> Task details:
When a line of the records below contains the string "usize", copy that whole line.

> Information given:
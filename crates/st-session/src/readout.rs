// SPDX-License-Identifier: AGPL-3.0-or-later
// © 2025 Ryo ∴ SpiralArchitect (kishkavsesvit@icloud.com)
// Part of SpiralTorch — Licensed under AGPL-3.0-or-later.
// Unauthorized derivative works or closed redistribution prohibited under AGPL §13.

//! Dual attention readout: the raw and propagated session sequences attend to
//! each other through a shared affinity matrix before fusing into one vector.

use st_nn::{Linear, Module, Parameter, Parameterised, UniformInit};
use st_tensor::{PureResult, Tensor, TensorError};

/// Index of the last real position, `sum(mask) - 1`.
///
/// An all-zero mask wraps around to the final position, matching negative
/// indexing on the sequence axis.
pub fn last_position(mask: &[f32]) -> usize {
    let real = mask.iter().sum::<f32>() as usize;
    match real {
        0 => mask.len().saturating_sub(1),
        n => n - 1,
    }
}

#[derive(Debug)]
pub struct DualAttentionReadout {
    hidden: usize,
    affinity: Linear,
    local: Linear,
    global: Linear,
    local_score: Linear,
    global_score: Linear,
    fusion: Linear,
}

/// One attention branch: `H = tanh(pre)`, weights `alpha` and pooled `z`.
#[derive(Debug, Clone)]
struct BranchTrace {
    activated: Tensor,
    alpha: Vec<f32>,
}

/// Recorded readout for one session.
#[derive(Debug, Clone)]
pub struct ReadoutTrace {
    u_l: Tensor,
    u_s: Tensor,
    mask: Vec<f32>,
    last: usize,
    projected_s: Tensor,
    affinity: Tensor,
    query_l: Tensor,
    query_s: Tensor,
    local: BranchTrace,
    global: BranchTrace,
    fused_input: Tensor,
}

impl ReadoutTrace {
    /// Attention weights of the raw-embedding branch.
    pub fn local_weights(&self) -> &[f32] {
        &self.local.alpha
    }

    /// Attention weights of the propagated branch.
    pub fn global_weights(&self) -> &[f32] {
        &self.global.alpha
    }

    /// Position used for the last-item vectors.
    pub fn last(&self) -> usize {
        self.last
    }
}

impl DualAttentionReadout {
    pub fn new(name: impl Into<String>, hidden: usize, init: &mut UniformInit) -> PureResult<Self> {
        let name = name.into();
        Ok(Self {
            hidden,
            affinity: Linear::without_bias(format!("{name}::w_c"), hidden, hidden, init)?,
            local: Linear::without_bias(format!("{name}::w_l"), hidden, hidden, init)?,
            global: Linear::without_bias(format!("{name}::w_s"), hidden, hidden, init)?,
            local_score: Linear::without_bias(format!("{name}::w_hl"), hidden, 1, init)?,
            global_score: Linear::without_bias(format!("{name}::w_hs"), hidden, 1, init)?,
            fusion: Linear::new(format!("{name}::fusion"), 4 * hidden, hidden, init)?,
        })
    }

    pub fn hidden(&self) -> usize {
        self.hidden
    }

    /// Fuses `(seq, hidden)` sequences into a `(1, hidden)` session vector.
    pub fn forward(&self, u_l: &Tensor, u_s: &Tensor, mask: &[f32]) -> PureResult<Tensor> {
        self.forward_traced(u_l, u_s, mask).map(|(out, _)| out)
    }

    pub fn forward_traced(
        &self,
        u_l: &Tensor,
        u_s: &Tensor,
        mask: &[f32],
    ) -> PureResult<(Tensor, ReadoutTrace)> {
        if u_l.shape() != u_s.shape() || u_l.cols() != self.hidden {
            return Err(TensorError::ShapeMismatch {
                left: u_l.shape(),
                right: u_s.shape(),
            });
        }
        if mask.len() != u_l.rows() {
            return Err(TensorError::DataLength {
                expected: u_l.rows(),
                got: mask.len(),
            });
        }
        let projected_s = self.affinity.forward(u_s)?;
        let affinity = u_l.matmul_transposed(&projected_s)?;
        let query_l = self.local.forward(u_l)?;
        let query_s = self.global.forward(u_s)?;

        let pre_l = query_l.add(&affinity.transpose_matmul(&query_s)?)?;
        let local = self.branch(&self.local_score, pre_l, mask)?;
        let pre_s = query_s.add(&affinity.matmul(&query_l)?)?;
        let global = self.branch(&self.global_score, pre_s, mask)?;

        let last = last_position(mask);
        let z_l = pool(u_l, &local.alpha, mask)?;
        let z_s = pool(u_s, &global.alpha, mask)?;
        let l_ht = u_l.slice_rows(last, last + 1)?;
        let s_ht = u_s.slice_rows(last, last + 1)?;
        let fused_input = Tensor::cat_cols(&[&z_l, &l_ht, &z_s, &s_ht])?;
        let out = self.fusion.forward(&fused_input)?;
        Ok((
            out,
            ReadoutTrace {
                u_l: u_l.clone(),
                u_s: u_s.clone(),
                mask: mask.to_vec(),
                last,
                projected_s,
                affinity,
                query_l,
                query_s,
                local,
                global,
                fused_input,
            },
        ))
    }

    fn branch(&self, score: &Linear, pre: Tensor, mask: &[f32]) -> PureResult<BranchTrace> {
        let activated = pre.map(f32::tanh);
        let logits = score.forward(&activated)?;
        // Plain exponentials; the normaliser is not shifted by the max.
        let weights: Vec<f32> = logits
            .data()
            .iter()
            .zip(mask.iter())
            .map(|(e, m)| e.exp() * m)
            .collect();
        let total: f32 = weights.iter().sum();
        let alpha = weights.into_iter().map(|w| w / total).collect();
        Ok(BranchTrace { activated, alpha })
    }

    /// Returns `(dU_l, dU_s)` and accumulates every readout parameter.
    pub fn backward(
        &mut self,
        trace: &ReadoutTrace,
        grad_output: &Tensor,
    ) -> PureResult<(Tensor, Tensor)> {
        let d = self.hidden;
        let grad_fused = self.fusion.backward(&trace.fused_input, grad_output)?;
        let grad_z_l = grad_fused.narrow_cols(0, d)?;
        let grad_l_ht = grad_fused.narrow_cols(d, d)?;
        let grad_z_s = grad_fused.narrow_cols(2 * d, d)?;
        let grad_s_ht = grad_fused.narrow_cols(3 * d, d)?;

        let (seq, _) = trace.u_l.shape();
        let mut grad_u_l = Tensor::zeros(seq, d)?;
        let mut grad_u_s = Tensor::zeros(seq, d)?;
        grad_u_l.scatter_add_rows(&[trace.last], &grad_l_ht)?;
        grad_u_s.scatter_add_rows(&[trace.last], &grad_s_ht)?;

        let grad_pre_l = branch_backward(
            &mut self.local_score,
            &trace.local,
            &trace.u_l,
            &trace.mask,
            grad_z_l.data(),
            &mut grad_u_l,
        )?;
        let grad_pre_s = branch_backward(
            &mut self.global_score,
            &trace.global,
            &trace.u_s,
            &trace.mask,
            grad_z_s.data(),
            &mut grad_u_s,
        )?;

        // pre_l = Q_l + C^T Q_s and pre_s = Q_s + C Q_l.
        let grad_query_l = grad_pre_l.add(&trace.affinity.transpose_matmul(&grad_pre_s)?)?;
        let grad_query_s = grad_pre_s.add(&trace.affinity.matmul(&grad_pre_l)?)?;
        let mut grad_affinity = trace.query_s.matmul_transposed(&grad_pre_l)?;
        grad_affinity.add_scaled(&grad_pre_s.matmul_transposed(&trace.query_l)?, 1.0)?;

        grad_u_l.add_scaled(&self.local.backward(&trace.u_l, &grad_query_l)?, 1.0)?;
        grad_u_s.add_scaled(&self.global.backward(&trace.u_s, &grad_query_s)?, 1.0)?;

        // C = U_l P^T with P = W_c(U_s).
        grad_u_l.add_scaled(&grad_affinity.matmul(&trace.projected_s)?, 1.0)?;
        let grad_projected = grad_affinity.transpose_matmul(&trace.u_l)?;
        grad_u_s.add_scaled(&self.affinity.backward(&trace.u_s, &grad_projected)?, 1.0)?;
        Ok((grad_u_l, grad_u_s))
    }
}

/// `z = sum_t alpha_t * mask_t * U[t]` as a `(1, hidden)` row.
fn pool(sequence: &Tensor, alpha: &[f32], mask: &[f32]) -> PureResult<Tensor> {
    let cols = sequence.cols();
    let mut out = vec![0.0f32; cols];
    for (t, row) in sequence.data().chunks(cols).enumerate() {
        let w = alpha[t] * mask[t];
        for (acc, value) in out.iter_mut().zip(row.iter()) {
            *acc += w * value;
        }
    }
    Tensor::from_vec(1, cols, out)
}

/// Pushes `dz` through pooling, the masked softmax and the tanh, returning the
/// gradient with respect to the branch pre-activation.
fn branch_backward(
    score: &mut Linear,
    branch: &BranchTrace,
    sequence: &Tensor,
    mask: &[f32],
    grad_z: &[f32],
    grad_sequence: &mut Tensor,
) -> PureResult<Tensor> {
    let (seq, cols) = sequence.shape();
    let mut grad_alpha = vec![0.0f32; seq];
    {
        let grad_rows = grad_sequence.data_mut();
        for t in 0..seq {
            let row = &sequence.data()[t * cols..(t + 1) * cols];
            let w = branch.alpha[t] * mask[t];
            let mut dot = 0.0f32;
            for c in 0..cols {
                grad_rows[t * cols + c] += w * grad_z[c];
                dot += grad_z[c] * row[c];
            }
            grad_alpha[t] = mask[t] * dot;
        }
    }
    let weighted: f32 = grad_alpha
        .iter()
        .zip(branch.alpha.iter())
        .map(|(g, a)| g * a)
        .sum();
    let grad_logits: Vec<f32> = grad_alpha
        .iter()
        .zip(branch.alpha.iter())
        .map(|(g, a)| a * (g - weighted))
        .collect();
    let grad_logits = Tensor::from_vec(seq, 1, grad_logits)?;
    let grad_activated = score.backward(&branch.activated, &grad_logits)?;
    grad_activated.zip_map(&branch.activated, |g, h| g * (1.0 - h * h))
}

impl Parameterised for DualAttentionReadout {
    fn visit_parameters(
        &self,
        visitor: &mut dyn FnMut(&Parameter) -> PureResult<()>,
    ) -> PureResult<()> {
        self.affinity.visit_parameters(visitor)?;
        self.local.visit_parameters(visitor)?;
        self.global.visit_parameters(visitor)?;
        self.local_score.visit_parameters(visitor)?;
        self.global_score.visit_parameters(visitor)?;
        self.fusion.visit_parameters(visitor)
    }

    fn visit_parameters_mut(
        &mut self,
        visitor: &mut dyn FnMut(&mut Parameter) -> PureResult<()>,
    ) -> PureResult<()> {
        self.affinity.visit_parameters_mut(visitor)?;
        self.local.visit_parameters_mut(visitor)?;
        self.global.visit_parameters_mut(visitor)?;
        self.local_score.visit_parameters_mut(visitor)?;
        self.global_score.visit_parameters_mut(visitor)?;
        self.fusion.visit_parameters_mut(visitor)
    }
}

#[cfg(test)]
mod tests {
    use super::*;
    use approx::assert_abs_diff_eq;

    fn readout(hidden: usize) -> DualAttentionReadout {
        let mut init = UniformInit::for_hidden(hidden, Some(21)).unwrap();
        DualAttentionReadout::new("readout", hidden, &mut init).unwrap()
    }

    #[test]
    fn last_position_follows_mask_length() {
        assert_eq!(last_position(&[1.0, 1.0, 0.0]), 1);
        assert_eq!(last_position(&[1.0, 1.0, 1.0]), 2);
        assert_eq!(last_position(&[1.0, 0.0, 0.0]), 0);
        assert_eq!(last_position(&[0.0, 0.0, 0.0]), 2);
    }

    #[test]
    fn attention_weights_sum_to_one_over_real_positions() {
        let module = readout(4);
        let u_l = Tensor::random_uniform(5, 4, -1.0, 1.0, Some(1)).unwrap();
        let u_s = Tensor::random_uniform(5, 4, -1.0, 1.0, Some(2)).unwrap();
        let mask = [1.0, 1.0, 1.0, 0.0, 0.0];
        let (out, trace) = module.forward_traced(&u_l, &u_s, &mask).unwrap();
        assert_eq!(out.shape(), (1, 4));
        for weights in [trace.local_weights(), trace.global_weights()] {
            assert_abs_diff_eq!(weights.iter().sum::<f32>(), 1.0, epsilon = 1e-5);
            assert_eq!(weights[3], 0.0);
            assert_eq!(weights[4], 0.0);
        }
        assert_eq!(trace.last(), 2);
    }

    #[test]
    fn empty_mask_yields_nan() {
        let module = readout(3);
        let u = Tensor::random_uniform(2, 3, -1.0, 1.0, Some(3)).unwrap();
        let out = module.forward(&u, &u, &[0.0, 0.0]).unwrap();
        assert!(out.data().iter().any(|v| v.is_nan()));
    }

    #[test]
    fn mismatched_inputs_are_rejected() {
        let module = readout(3);
        let a = Tensor::zeros(2, 3).unwrap();
        let b = Tensor::zeros(3, 3).unwrap();
        assert!(module.forward(&a, &b, &[1.0, 1.0]).is_err());
        assert!(module.forward(&a, &a, &[1.0]).is_err());
    }
}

> Result for this task:
pub fn last_position(mask: &[f32]) -> usize {
    let real = mask.iter().sum::<f32>() as usize;
    hidden: usize,
    last: usize,
    pub fn last(&self) -> usize {
    pub fn new(name: impl Into<String>, hidden: usize, init: &mut UniformInit) -> PureResult<Self> {
    pub fn hidden(&self) -> usize {
    fn readout(hidden: usize) -> DualAttentionReadout {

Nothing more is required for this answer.